→ Work to be completed:
Reproduce all records verbatim.

Collected data entries:
· · · · ·

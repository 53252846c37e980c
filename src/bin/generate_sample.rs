use std::path::PathBuf;

use anyhow::{Context, Result};
use chrono::{Days, NaiveDate};
use serde::Serialize;

/// One line of the generated CSV, in the column order the dashboard expects.
#[derive(Serialize)]
#[serde(rename_all = "PascalCase")]
struct Order {
    order_date: String,
    product: &'static str,
    category: &'static str,
    quantity: u32,
    unit_price: f64,
    total_price: f64,
}

/// (product, category, list price)
const CATALOGUE: [(&str, &str, f64); 8] = [
    ("Laptop", "Electronics", 899.0),
    ("Monitor", "Electronics", 229.0),
    ("Keyboard", "Accessories", 49.5),
    ("Mouse", "Accessories", 19.99),
    ("Desk", "Furniture", 315.0),
    ("Chair", "Furniture", 145.0),
    ("Notebook", "Stationery", 3.25),
    ("Pen", "Stationery", 1.1),
];

/// Small deterministic PRNG (xorshift64*), so every run writes the same file.
struct Rng(u64);

impl Rng {
    fn new(seed: u64) -> Self {
        Rng(seed.max(1))
    }

    fn next_u64(&mut self) -> u64 {
        self.0 ^= self.0 >> 12;
        self.0 ^= self.0 << 25;
        self.0 ^= self.0 >> 27;
        self.0.wrapping_mul(0x2545_F491_4F6C_DD1D)
    }

    fn below(&mut self, n: u64) -> u64 {
        self.next_u64() % n
    }

    /// Uniform in `[lo, hi)`.
    fn uniform(&mut self, lo: f64, hi: f64) -> f64 {
        let unit = (self.next_u64() >> 11) as f64 / (1u64 << 53) as f64;
        lo + (hi - lo) * unit
    }
}

fn main() -> Result<()> {
    env_logger::init();

    let output_path = std::env::args_os()
        .nth(1)
        .map(PathBuf::from)
        .unwrap_or_else(|| PathBuf::from("data.csv"));
    let mut rng = Rng::new(42);
    let first_day = NaiveDate::from_ymd_opt(2024, 1, 1).context("invalid start date")?;

    let mut writer = csv::Writer::from_path(&output_path)
        .with_context(|| format!("creating {}", output_path.display()))?;

    let n_orders = 500;
    for _ in 0..n_orders {
        let (product, category, list_price) = CATALOGUE[rng.below(CATALOGUE.len() as u64) as usize];
        let date = first_day
            .checked_add_days(Days::new(rng.below(366)))
            .context("order date out of range")?;
        let quantity = 1 + rng.below(20) as u32;
        // Prices drift by up to ±10% around the list price.
        let unit_price = (list_price * rng.uniform(0.9, 1.1) * 100.0).round() / 100.0;
        let total_price = (unit_price * quantity as f64 * 100.0).round() / 100.0;

        writer.serialize(Order {
            order_date: date.format("%Y-%m-%d").to_string(),
            product,
            category,
            quantity,
            unit_price,
            total_price,
        })?;
    }
    writer.flush()?;

    log::info!("wrote {n_orders} orders to {}", output_path.display());
    println!("Wrote {n_orders} orders to {}", output_path.display());
    Ok(())
}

· · · · ·

→ Reply to the exercise:
repository 53252846c37e980c
filename src/bin/generate_sample.rs
use std::path::PathBuf;

use anyhow::{Context, Result};
use chrono::{Days, NaiveDate};
use serde::Serialize;

/// One line of the generated CSV, in the column order the dashboard expects.
#[derive(Serialize)]
#[serde(rename_all = "PascalCase")]
struct Order {
    order_date: String,
    product: &'static str,
    category: &'static str,
    quantity: u32,
    unit_price: f64,
    total_price: f64,
}

/// (product, category, list price)
const CATALOGUE: [(&str, &str, f64); 8] = [
    ("Laptop", "Electronics", 899.0),
    ("Monitor", "Electronics", 229.0),
    ("Keyboard", "Accessories", 49.5),
    ("Mouse", "Accessories", 19.99),
    ("Desk", "Furniture", 315.0),
    ("Chair", "Furniture", 145.0),
    ("Notebook", "Stationery", 3.25),
    ("Pen", "Stationery", 1.1),
];

/// Small deterministic PRNG (xorshift64*), so every run writes the same file.
struct Rng(u64);

impl Rng {
    fn new(seed: u64) -> Self {
        Rng(seed.max(1))
    }

    fn next_u64(&mut self) -> u64 {
        self.0 ^= self.0 >> 12;
        self.0 ^= self.0 << 25;
        self.0 ^= self.0 >> 27;
        self.0.wrapping_mul(0x2545_F491_4F6C_DD1D)
    }

    fn below(&mut self, n: u64) -> u64 {
        self.next_u64() % n
    }

    /// Uniform in `[lo, hi)`.
    fn uniform(&mut self, lo: f64, hi: f64) -> f64 {
        let unit = (self.next_u64() >> 11) as f64 / (1u64 << 53) as f64;
        lo + (hi - lo) * unit
    }
}

fn main() -> Result<()> {
    env_logger::init();

    let output_path = std::env::args_os()
        .nth(1)
        .map(PathBuf::from)
        .unwrap_or_else(|| PathBuf::from("data.csv"));
    let mut rng = Rng::new(42);
    let first_day = NaiveDate::from_ymd_opt(2024, 1, 1).context("invalid start date")?;

    let mut writer = csv::Writer::from_path(&output_path)
        .with_context(|| format!("creating {}", output_path.display()))?;

    let n_orders = 500;
    for _ in 0..n_orders {
        let (product, category, list_price) = CATALOGUE[rng.below(CATALOGUE.len() as u64) as usize];
        let date = first_day
            .checked_add_days(Days::new(rng.below(366)))
            .context("order date out of range")?;
        let quantity = 1 + rng.below(20) as u32;
        // Prices drift by up to ±10% around the list price.
        let unit_price = (list_price * rng.uniform(0.9, 1.1) * 100.0).round() / 100.0;
        let total_price = (unit_price * quantity as f64 * 100.0).round() / 100.0;

        writer.serialize(Order {
            order_date: date.format("%Y-%m-%d").to_string(),
            product,
            category,
            quantity,
            unit_price,
            total_price,
        })?;
    }
    writer.flush()?;

    log::info!("wrote {n_orders} orders to {}", output_path.display());
    println!("Wrote {n_orders} orders to {}", output_path.display());
    Ok(())
}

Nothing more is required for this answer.